• Work instruction
Go through the data below and copy each line where the word "tracing" occurs.

Saved entries
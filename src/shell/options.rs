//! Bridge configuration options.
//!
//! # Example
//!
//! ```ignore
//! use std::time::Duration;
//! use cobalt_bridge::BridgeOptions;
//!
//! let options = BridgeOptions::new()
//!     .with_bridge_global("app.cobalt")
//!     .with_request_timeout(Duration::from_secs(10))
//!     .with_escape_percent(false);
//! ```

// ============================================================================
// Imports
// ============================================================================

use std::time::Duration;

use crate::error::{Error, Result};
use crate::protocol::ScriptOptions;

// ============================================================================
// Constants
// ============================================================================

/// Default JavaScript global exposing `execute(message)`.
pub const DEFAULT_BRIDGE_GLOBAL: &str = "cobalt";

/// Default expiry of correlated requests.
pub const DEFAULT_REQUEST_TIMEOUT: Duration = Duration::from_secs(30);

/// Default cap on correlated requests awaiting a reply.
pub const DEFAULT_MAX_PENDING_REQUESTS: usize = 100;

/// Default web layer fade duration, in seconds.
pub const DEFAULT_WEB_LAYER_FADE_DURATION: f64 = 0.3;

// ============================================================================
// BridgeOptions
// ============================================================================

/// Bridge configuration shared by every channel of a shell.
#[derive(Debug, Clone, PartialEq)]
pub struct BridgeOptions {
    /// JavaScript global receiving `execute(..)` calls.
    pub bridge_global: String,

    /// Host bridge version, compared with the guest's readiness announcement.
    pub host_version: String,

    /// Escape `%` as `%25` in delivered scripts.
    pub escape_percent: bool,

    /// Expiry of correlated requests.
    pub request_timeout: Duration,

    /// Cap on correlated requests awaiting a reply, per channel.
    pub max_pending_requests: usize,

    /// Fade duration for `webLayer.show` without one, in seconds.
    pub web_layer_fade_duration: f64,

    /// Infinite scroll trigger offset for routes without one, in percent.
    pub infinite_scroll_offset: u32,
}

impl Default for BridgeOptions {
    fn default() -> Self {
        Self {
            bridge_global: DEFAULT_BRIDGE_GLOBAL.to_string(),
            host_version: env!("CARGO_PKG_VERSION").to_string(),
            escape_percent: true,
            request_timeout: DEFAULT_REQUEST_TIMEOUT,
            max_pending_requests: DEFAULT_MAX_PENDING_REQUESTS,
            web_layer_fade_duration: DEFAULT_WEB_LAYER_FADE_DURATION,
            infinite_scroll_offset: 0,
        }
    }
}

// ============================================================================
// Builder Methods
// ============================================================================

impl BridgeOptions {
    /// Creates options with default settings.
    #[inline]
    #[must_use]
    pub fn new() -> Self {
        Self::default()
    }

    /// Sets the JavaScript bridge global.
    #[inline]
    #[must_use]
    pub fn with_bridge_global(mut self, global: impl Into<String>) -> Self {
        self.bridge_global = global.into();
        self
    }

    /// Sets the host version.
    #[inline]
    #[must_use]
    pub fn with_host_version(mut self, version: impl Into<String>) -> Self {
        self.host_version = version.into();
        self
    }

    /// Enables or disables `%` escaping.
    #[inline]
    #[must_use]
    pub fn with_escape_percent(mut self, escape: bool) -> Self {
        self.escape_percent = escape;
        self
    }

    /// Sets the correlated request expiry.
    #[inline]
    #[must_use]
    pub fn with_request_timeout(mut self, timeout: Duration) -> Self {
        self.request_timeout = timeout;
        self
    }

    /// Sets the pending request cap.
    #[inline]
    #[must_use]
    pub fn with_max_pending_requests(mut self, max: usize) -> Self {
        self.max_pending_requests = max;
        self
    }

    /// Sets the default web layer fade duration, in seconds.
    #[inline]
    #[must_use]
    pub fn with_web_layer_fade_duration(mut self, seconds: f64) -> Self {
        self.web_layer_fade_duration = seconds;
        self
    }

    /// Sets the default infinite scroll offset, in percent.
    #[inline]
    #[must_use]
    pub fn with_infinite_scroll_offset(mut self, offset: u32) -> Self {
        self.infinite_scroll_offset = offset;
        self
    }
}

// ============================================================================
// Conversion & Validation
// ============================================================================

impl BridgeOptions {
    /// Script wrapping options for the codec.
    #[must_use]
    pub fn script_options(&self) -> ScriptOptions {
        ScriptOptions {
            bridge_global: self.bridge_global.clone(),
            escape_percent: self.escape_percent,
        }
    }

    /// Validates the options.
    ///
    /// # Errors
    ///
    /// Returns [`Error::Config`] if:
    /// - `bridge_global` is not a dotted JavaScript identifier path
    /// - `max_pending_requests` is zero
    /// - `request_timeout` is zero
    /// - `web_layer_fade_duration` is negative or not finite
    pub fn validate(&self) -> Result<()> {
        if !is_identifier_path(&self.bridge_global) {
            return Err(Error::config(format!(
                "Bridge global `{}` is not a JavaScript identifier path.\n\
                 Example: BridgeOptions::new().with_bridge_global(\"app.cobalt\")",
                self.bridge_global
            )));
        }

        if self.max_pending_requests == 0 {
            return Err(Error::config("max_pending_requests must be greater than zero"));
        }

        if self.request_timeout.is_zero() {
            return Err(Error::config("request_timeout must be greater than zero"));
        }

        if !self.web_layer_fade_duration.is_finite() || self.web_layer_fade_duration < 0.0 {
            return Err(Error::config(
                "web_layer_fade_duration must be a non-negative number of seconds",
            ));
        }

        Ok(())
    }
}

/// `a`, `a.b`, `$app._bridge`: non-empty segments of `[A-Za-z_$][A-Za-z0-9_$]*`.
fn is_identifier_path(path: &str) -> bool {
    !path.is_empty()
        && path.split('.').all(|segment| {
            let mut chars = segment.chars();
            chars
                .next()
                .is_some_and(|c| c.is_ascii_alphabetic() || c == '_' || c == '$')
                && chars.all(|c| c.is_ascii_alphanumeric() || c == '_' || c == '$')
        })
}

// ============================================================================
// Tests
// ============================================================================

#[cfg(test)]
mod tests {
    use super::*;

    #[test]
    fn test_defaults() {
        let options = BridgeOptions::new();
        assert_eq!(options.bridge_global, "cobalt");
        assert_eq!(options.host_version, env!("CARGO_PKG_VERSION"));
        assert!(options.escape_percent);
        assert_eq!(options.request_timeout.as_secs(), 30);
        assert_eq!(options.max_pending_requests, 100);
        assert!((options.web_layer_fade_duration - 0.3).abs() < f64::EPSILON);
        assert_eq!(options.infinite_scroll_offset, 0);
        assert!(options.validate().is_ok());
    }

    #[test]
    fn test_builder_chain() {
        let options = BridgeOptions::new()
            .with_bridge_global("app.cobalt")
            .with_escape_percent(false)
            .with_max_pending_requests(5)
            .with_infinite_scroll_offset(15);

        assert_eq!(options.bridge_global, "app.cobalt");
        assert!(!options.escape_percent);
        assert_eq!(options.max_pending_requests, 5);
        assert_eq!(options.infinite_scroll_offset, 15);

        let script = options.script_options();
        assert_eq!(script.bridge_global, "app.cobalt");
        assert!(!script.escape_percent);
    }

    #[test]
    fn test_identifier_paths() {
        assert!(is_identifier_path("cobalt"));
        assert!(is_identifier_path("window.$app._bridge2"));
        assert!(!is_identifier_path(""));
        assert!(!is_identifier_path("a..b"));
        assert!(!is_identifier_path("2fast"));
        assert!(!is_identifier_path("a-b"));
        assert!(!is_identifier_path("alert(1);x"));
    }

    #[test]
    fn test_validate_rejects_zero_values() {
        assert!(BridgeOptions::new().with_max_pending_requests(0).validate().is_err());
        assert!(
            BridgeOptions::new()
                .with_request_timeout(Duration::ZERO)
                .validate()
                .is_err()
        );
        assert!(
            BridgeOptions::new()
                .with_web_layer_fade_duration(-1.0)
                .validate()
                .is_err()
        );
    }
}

...

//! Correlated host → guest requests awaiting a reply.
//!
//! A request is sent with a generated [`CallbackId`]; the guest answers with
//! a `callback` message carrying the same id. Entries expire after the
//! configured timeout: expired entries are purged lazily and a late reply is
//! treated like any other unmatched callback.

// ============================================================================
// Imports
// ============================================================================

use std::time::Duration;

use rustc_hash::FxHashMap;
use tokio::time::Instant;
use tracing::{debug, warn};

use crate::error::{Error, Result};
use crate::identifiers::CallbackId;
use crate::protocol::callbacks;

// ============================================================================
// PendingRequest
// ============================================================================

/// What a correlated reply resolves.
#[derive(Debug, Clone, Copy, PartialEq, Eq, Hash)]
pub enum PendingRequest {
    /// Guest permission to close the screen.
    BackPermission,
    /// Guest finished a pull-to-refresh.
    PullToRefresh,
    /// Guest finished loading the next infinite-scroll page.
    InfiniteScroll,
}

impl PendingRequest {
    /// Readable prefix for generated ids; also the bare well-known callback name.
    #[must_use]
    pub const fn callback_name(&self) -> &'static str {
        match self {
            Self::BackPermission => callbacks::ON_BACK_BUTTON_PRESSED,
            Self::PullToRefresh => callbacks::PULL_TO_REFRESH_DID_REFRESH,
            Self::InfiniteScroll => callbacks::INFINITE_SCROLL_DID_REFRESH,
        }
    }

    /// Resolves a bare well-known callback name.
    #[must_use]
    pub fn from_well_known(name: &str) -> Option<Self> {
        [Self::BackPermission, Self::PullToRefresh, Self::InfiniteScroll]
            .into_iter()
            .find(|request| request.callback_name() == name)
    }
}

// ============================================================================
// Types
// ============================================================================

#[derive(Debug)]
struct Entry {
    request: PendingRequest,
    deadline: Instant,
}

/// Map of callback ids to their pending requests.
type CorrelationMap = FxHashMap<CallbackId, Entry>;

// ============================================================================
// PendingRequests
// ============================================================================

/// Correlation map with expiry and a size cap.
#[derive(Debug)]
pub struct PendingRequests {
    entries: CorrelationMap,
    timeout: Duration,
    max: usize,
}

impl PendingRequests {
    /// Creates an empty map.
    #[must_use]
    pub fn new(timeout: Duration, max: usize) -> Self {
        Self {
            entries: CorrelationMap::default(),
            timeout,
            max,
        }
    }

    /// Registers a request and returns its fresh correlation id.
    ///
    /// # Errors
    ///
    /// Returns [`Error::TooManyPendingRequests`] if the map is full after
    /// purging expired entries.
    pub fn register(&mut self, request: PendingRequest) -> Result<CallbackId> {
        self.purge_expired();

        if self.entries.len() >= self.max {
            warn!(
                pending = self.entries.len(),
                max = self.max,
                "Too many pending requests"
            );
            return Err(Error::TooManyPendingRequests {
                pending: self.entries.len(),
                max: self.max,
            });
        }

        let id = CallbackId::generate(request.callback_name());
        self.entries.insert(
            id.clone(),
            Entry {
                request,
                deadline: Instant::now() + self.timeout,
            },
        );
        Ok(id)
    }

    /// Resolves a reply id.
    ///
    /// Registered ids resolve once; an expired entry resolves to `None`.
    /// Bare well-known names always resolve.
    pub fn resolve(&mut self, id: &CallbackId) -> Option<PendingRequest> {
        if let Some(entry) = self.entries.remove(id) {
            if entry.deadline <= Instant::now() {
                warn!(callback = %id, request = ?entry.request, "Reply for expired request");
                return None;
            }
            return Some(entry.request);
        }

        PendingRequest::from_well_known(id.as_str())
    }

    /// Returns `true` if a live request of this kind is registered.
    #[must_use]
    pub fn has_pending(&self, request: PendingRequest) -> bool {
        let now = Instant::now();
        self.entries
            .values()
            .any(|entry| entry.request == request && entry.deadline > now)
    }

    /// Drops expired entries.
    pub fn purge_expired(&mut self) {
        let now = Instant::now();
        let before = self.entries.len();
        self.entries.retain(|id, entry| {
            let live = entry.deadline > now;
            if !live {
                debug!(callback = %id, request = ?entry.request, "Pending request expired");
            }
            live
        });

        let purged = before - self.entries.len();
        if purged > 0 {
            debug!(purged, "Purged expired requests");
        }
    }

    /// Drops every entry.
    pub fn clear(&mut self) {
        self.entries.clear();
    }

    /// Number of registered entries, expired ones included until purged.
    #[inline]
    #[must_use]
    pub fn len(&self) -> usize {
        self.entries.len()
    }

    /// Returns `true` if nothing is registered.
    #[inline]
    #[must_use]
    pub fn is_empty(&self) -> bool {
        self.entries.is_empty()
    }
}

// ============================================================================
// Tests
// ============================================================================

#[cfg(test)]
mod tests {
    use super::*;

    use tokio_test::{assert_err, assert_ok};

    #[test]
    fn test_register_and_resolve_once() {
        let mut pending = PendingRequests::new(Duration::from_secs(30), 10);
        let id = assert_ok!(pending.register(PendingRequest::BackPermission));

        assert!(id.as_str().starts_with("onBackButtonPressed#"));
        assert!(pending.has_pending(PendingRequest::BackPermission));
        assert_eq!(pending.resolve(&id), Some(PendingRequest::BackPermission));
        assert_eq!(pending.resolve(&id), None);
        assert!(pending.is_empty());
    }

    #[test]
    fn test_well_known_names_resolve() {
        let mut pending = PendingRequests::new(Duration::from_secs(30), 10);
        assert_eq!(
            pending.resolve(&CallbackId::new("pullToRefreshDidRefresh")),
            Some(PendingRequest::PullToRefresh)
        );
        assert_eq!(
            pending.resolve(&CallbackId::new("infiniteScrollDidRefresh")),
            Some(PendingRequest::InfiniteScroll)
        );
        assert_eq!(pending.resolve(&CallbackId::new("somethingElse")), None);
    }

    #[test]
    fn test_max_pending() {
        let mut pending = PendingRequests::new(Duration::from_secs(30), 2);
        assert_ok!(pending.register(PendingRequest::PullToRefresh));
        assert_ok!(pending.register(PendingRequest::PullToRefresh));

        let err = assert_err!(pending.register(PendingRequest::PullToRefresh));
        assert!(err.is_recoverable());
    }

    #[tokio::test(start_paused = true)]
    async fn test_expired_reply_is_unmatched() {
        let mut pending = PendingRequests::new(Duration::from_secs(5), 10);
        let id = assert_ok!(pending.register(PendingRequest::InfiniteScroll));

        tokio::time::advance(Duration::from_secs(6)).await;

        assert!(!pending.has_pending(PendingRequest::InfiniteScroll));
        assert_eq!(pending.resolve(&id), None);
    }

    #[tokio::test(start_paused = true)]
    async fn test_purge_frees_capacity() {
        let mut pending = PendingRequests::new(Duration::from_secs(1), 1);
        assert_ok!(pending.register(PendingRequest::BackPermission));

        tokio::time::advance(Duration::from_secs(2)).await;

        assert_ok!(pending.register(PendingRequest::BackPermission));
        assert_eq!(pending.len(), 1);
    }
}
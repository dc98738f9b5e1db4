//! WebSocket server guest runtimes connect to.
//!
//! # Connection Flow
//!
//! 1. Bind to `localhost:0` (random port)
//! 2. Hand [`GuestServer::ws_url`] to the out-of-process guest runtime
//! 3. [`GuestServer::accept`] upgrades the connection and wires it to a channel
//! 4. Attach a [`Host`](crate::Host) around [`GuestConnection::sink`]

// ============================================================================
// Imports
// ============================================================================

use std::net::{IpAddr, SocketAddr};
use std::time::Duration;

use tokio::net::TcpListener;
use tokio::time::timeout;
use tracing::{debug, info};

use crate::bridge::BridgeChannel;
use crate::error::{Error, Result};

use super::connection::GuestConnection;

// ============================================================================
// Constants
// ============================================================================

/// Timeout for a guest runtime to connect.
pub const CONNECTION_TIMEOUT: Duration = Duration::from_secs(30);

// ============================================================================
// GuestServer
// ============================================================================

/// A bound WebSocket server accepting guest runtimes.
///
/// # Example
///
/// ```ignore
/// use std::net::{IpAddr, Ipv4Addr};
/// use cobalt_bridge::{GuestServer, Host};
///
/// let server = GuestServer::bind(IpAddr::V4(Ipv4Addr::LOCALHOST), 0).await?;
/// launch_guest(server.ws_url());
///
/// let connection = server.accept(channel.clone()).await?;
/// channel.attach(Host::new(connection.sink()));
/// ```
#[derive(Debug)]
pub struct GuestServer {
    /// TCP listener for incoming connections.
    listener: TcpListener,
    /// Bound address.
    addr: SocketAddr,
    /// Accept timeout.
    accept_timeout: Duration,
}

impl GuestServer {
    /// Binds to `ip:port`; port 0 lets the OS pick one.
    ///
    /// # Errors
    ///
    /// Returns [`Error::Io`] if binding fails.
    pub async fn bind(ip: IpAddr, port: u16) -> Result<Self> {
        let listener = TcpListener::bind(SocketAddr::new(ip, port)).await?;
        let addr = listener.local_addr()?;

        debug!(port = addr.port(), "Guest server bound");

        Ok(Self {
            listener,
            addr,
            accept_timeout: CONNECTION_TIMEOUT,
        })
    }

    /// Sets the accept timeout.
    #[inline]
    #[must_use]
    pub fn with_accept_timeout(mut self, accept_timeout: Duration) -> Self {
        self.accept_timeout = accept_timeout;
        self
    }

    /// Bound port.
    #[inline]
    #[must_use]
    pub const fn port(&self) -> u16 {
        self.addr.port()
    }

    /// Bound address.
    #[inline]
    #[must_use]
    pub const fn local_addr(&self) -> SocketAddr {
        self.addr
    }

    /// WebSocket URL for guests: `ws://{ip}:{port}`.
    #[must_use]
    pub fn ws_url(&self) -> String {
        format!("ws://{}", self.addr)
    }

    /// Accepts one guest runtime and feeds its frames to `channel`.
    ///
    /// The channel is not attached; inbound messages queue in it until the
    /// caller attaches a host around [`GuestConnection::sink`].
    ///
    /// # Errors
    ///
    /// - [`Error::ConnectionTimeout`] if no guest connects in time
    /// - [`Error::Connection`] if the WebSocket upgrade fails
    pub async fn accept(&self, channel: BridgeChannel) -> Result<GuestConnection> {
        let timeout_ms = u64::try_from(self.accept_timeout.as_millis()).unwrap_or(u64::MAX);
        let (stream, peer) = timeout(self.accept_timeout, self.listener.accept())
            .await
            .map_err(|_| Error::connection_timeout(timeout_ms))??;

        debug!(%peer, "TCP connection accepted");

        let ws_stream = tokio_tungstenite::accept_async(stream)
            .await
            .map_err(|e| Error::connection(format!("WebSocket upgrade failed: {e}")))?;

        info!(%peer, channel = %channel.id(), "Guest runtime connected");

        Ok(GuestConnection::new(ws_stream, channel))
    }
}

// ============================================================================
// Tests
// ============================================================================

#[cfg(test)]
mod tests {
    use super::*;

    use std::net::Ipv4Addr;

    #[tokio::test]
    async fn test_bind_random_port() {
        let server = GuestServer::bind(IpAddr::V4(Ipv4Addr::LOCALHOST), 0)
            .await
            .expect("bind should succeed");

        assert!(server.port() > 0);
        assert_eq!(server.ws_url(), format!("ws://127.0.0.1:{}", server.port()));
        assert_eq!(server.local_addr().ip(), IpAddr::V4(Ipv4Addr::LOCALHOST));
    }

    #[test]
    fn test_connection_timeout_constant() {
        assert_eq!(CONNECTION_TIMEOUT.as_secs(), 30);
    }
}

• Answer space
use tracing::{debug, warn};
use tracing::{debug, info};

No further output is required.